Катрин Блюм - Александр Дюма
Шрифт:
Интервал:
Закладка:
— Хорошо! А когда?
— Сразу после венчания.
— В связи с чем?
— В связи со свадебным обедом.
— О господин Руазен, благодарю вас, не надо!
— Не говорите «нет», господин Ватрен, это решено. Если вы откажетесь, я буду считать, что вы и ваш сын упорно держите на меня зло. Я обещал себе, что устрою свадебный обед. Вы знаете, едва я лег в постель, вернувшись от вас, как это пришло мне в голову, и я даже не мог заснуть. Сочинял меню…
— Но, господин Руазен!..
— Прежде всего будет обязательно подан окорок из кабана, которого вы вчера убили, вернее, убил Франсуа. А господин инспектор наверняка разрешит пристрелить одну косулю; я сам отправлюсь на пруд Раме и наловлю там рыбы, мамаша Ватрен приготовит фрикасе из кролика — этого никто не умеет делать лучше нее! Есть у нас отличное шампанское — оно прибыло прямо из Эперне, и есть старое бургундское — оно так и просит, чтобы его скорее выпили.
— Но все же, господин Руазен…
— Никаких отговорок, никаких «но», никаких «однако», папаша Гийом, иначе я должен буду сказать себе: «Ну, Руазен, кажется, ты действительно дурной человек, раз с тобой не хотят иметь дела самые честные люди на свете!»
— Господин мэр, я вам пока не могу ничего ответить.
— А если вы мне ничего не ответите, то госпожа Руазен и мадемуазель Эфрозина совсем сживут меня со свету, ведь это они вбивали мне в голову целую кучу дурацких и завистливых мыслей!

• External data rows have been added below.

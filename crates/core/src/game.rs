//! Game definitions - boards, tiles, layouts, and instance derivation
//!
//! A [`GameDefinition`] is the immutable, fully validated description of one
//! puzzle type: its board, its master tiles, its named starting layouts and
//! its completion templates. Playable [`GameInstance`]s are derived from a
//! layout by deep-copying the referenced master tiles, assigning fresh grid
//! ids in layout order and giving every copy an unbuilt footprint cache so
//! instances never alias definition state.
//!
//! Definitions arrive here already parsed; file formats are a front-end
//! concern. Validation is structural only: identity uniqueness, reference
//! resolution and mask well-formedness.

use std::collections::HashSet;

use thiserror::Error;

use gridlock_types::{GridPos, MovementConstraint};

use crate::completion::CompletionTemplate;
use crate::exclusion::{ExclusionMask, MaskError};
use crate::grid::OccupancyGrid;

/// A configuration error detected while building a [`GameDefinition`].
///
/// Fatal at load time; a session is never started over a bad definition.
#[derive(Debug, Clone, PartialEq, Eq, Error)]
pub enum DefinitionError {
    #[error("duplicate tile identity `{0}`")]
    DuplicateTile(String),

    #[error("layout `{layout}` references unknown tile `{identity}`")]
    UnknownLayoutTile { layout: String, identity: String },

    #[error("completion `{template}` references unknown tile `{identity}`")]
    UnknownCompletionTile { template: String, identity: String },

    #[error("no layout named `{0}`")]
    UnknownLayout(String),

    #[error("board mask invalid: {0}")]
    BoardMask(#[source] MaskError),

    #[error("mask of tile `{identity}` invalid: {source}")]
    TileMask {
        identity: String,
        #[source]
        source: MaskError,
    },
}

/// The board of a game: its extent in cells and the exclusion describing its
/// border and holes.
#[derive(Debug, Clone)]
pub struct Board {
    width: i32,
    height: i32,
    exclusion: ExclusionMask,
}

impl Board {
    pub fn new(width: i32, height: i32, exclusion: ExclusionMask) -> Self {
        Self {
            width,
            height,
            exclusion,
        }
    }

    pub fn width(&self) -> i32 {
        self.width
    }

    pub fn height(&self) -> i32 {
        self.height
    }

    pub fn exclusion(&self) -> &ExclusionMask {
        &self.exclusion
    }
}

/// Master description of a tile kind, before it is placed in an instance.
#[derive(Debug, Clone)]
pub struct TileSpec {
    pub identity: String,
    pub width: i32,
    pub height: i32,
    /// Constraint for this tile; `None` inherits the game default.
    pub constraint: Option<MovementConstraint>,
    pub exclusion: ExclusionMask,
}

impl TileSpec {
    /// A plain rectangular tile with no constraint override.
    pub fn rect(identity: impl Into<String>, width: i32, height: i32) -> Self {
        Self {
            identity: identity.into(),
            width,
            height,
            constraint: None,
            exclusion: ExclusionMask::none(),
        }
    }

    /// An irregular tile whose listed local cells are not part of it.
    pub fn irregular(
        identity: impl Into<String>,
        width: i32,
        height: i32,
        excluded: Vec<GridPos>,
    ) -> Self {
        Self {
            identity: identity.into(),
            width,
            height,
            constraint: None,
            exclusion: ExclusionMask::positions(excluded),
        }
    }

    /// Override the movement constraint for this tile.
    pub fn with_constraint(mut self, constraint: MovementConstraint) -> Self {
        self.constraint = Some(constraint);
        self
    }
}

/// A live, placed tile inside a [`GameInstance`].
#[derive(Debug, Clone)]
pub struct Tile {
    identity: String,
    width: i32,
    height: i32,
    constraint: MovementConstraint,
    exclusion: ExclusionMask,
    grid_id: i32,
    anchor: GridPos,
}

impl Tile {
    pub fn identity(&self) -> &str {
        &self.identity
    }

    pub fn width(&self) -> i32 {
        self.width
    }

    pub fn height(&self) -> i32 {
        self.height
    }

    pub fn constraint(&self) -> MovementConstraint {
        self.constraint
    }

    /// Stable positive tag identifying this tile on the occupancy grid.
    pub fn grid_id(&self) -> i32 {
        self.grid_id
    }

    /// Top-left grid coordinate of the tile's bounding box.
    pub fn anchor(&self) -> GridPos {
        self.anchor
    }

    pub(crate) fn set_anchor(&mut self, anchor: GridPos) {
        self.anchor = anchor;
    }

    /// Stamp this tile's footprint onto the grid at its current anchor.
    pub fn apply_to_grid(&mut self, grid: &mut OccupancyGrid) -> Result<(), MaskError> {
        let (width, height, anchor, grid_id) = (self.width, self.height, self.anchor, self.grid_id);
        self.exclusion
            .apply_at(grid, grid_id, width, height, anchor.x, anchor.y)
    }

    /// Whether this tile could sit with its anchor at `(x, y)`.
    pub fn check_move(&self, grid: &OccupancyGrid, x: i32, y: i32) -> bool {
        self.exclusion.check_fit(grid, self.grid_id, x, y)
    }
}

/// One tile placement: an identity plus a grid position. Used both by
/// starting layouts and by completion templates.
#[derive(Debug, Clone, PartialEq, Eq)]
pub struct TilePlacement {
    pub identity: String,
    pub at: GridPos,
}

impl TilePlacement {
    pub fn new(identity: impl Into<String>, at: GridPos) -> Self {
        Self {
            identity: identity.into(),
            at,
        }
    }
}

/// A named starting arrangement of tiles.
#[derive(Debug, Clone)]
pub struct StartLayout {
    pub name: String,
    pub placements: Vec<TilePlacement>,
}

impl StartLayout {
    pub fn new(name: impl Into<String>, placements: Vec<TilePlacement>) -> Self {
        Self {
            name: name.into(),
            placements,
        }
    }
}

/// A fully validated, immutable game definition.
#[derive(Debug, Clone)]
pub struct GameDefinition {
    name: String,
    board: Board,
    tiles: Vec<TileSpec>,
    default_constraint: MovementConstraint,
    layouts: Vec<StartLayout>,
    completions: Vec<CompletionTemplate>,
}

impl GameDefinition {
    /// Build and validate a definition.
    ///
    /// Checks identity uniqueness, that every layout and completion entry
    /// resolves to a defined tile, and that the board and tile masks are
    /// well formed for their extents.
    pub fn new(
        name: impl Into<String>,
        board: Board,
        tiles: Vec<TileSpec>,
        default_constraint: MovementConstraint,
        layouts: Vec<StartLayout>,
        completions: Vec<CompletionTemplate>,
    ) -> Result<Self, DefinitionError> {
        let mut seen = HashSet::new();
        for spec in &tiles {
            if !seen.insert(spec.identity.as_str()) {
                return Err(DefinitionError::DuplicateTile(spec.identity.clone()));
            }
            spec.exclusion
                .validate(spec.width, spec.height)
                .map_err(|source| DefinitionError::TileMask {
                    identity: spec.identity.clone(),
                    source,
                })?;
        }

        board
            .exclusion()
            .validate(board.width(), board.height())
            .map_err(DefinitionError::BoardMask)?;

        for layout in &layouts {
            for placement in &layout.placements {
                if !seen.contains(placement.identity.as_str()) {
                    return Err(DefinitionError::UnknownLayoutTile {
                        layout: layout.name.clone(),
                        identity: placement.identity.clone(),
                    });
                }
            }
        }

        for template in &completions {
            for placement in template.placements() {
                if !seen.contains(placement.identity.as_str()) {
                    return Err(DefinitionError::UnknownCompletionTile {
                        template: template.name().to_string(),
                        identity: placement.identity.clone(),
                    });
                }
            }
        }

        Ok(Self {
            name: name.into(),
            board,
            tiles,
            default_constraint,
            layouts,
            completions,
        })
    }

    pub fn name(&self) -> &str {
        &self.name
    }

    pub fn board(&self) -> &Board {
        &self.board
    }

    pub fn layouts(&self) -> &[StartLayout] {
        &self.layouts
    }

    pub fn completions(&self) -> &[CompletionTemplate] {
        &self.completions
    }

    fn spec(&self, identity: &str) -> Option<&TileSpec> {
        self.tiles.iter().find(|spec| spec.identity == identity)
    }

    /// Derive a playable instance from the named layout.
    ///
    /// Tiles are deep copies of their masters: fresh grid ids assigned in
    /// layout order starting at 1, the game default constraint filled in
    /// where the master has none, and an unbuilt footprint cache.
    pub fn instantiate(&self, layout_name: &str) -> Result<GameInstance, DefinitionError> {
        let layout = self
            .layouts
            .iter()
            .find(|layout| layout.name == layout_name)
            .ok_or_else(|| DefinitionError::UnknownLayout(layout_name.to_string()))?;

        let mut tiles = Vec::with_capacity(layout.placements.len());
        for (index, placement) in layout.placements.iter().enumerate() {
            // Validation guarantees the spec exists.
            let spec = self
                .spec(&placement.identity)
                .ok_or_else(|| DefinitionError::UnknownLayoutTile {
                    layout: layout.name.clone(),
                    identity: placement.identity.clone(),
                })?;

            tiles.push(Tile {
                identity: spec.identity.clone(),
                width: spec.width,
                height: spec.height,
                constraint: spec.constraint.unwrap_or(self.default_constraint),
                exclusion: spec.exclusion.fresh(),
                grid_id: index as i32 + 1,
                anchor: placement.at,
            });
        }

        Ok(GameInstance {
            name: format!("{}/{}", self.name, layout.name),
            tiles,
        })
    }
}

/// A playable arrangement: the tile arena for one session.
///
/// Tiles are indexed by `grid_id - 1`; nothing holds references between
/// tiles, templates index by identity instead.
#[derive(Debug, Clone)]
pub struct GameInstance {
    name: String,
    tiles: Vec<Tile>,
}

impl GameInstance {
    /// Full name of the instance (`game/layout`).
    pub fn name(&self) -> &str {
        &self.name
    }

    pub fn tiles(&self) -> &[Tile] {
        &self.tiles
    }

    pub(crate) fn into_tiles(self) -> Vec<Tile> {
        self.tiles
    }
}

Ах, как прав был господин аббат, когда говорил, что во все времена женщина губила мужчину!
Папаша Ватрен собирался было еще сопротивляться, но вдруг почувствовал, что кто-то тянет его за карман куртки.
Он обернулся.
Это был старый Пьер.
— О господин Ватрен, не отказывайте господину мэру в том, о чем он вас так просит… во имя…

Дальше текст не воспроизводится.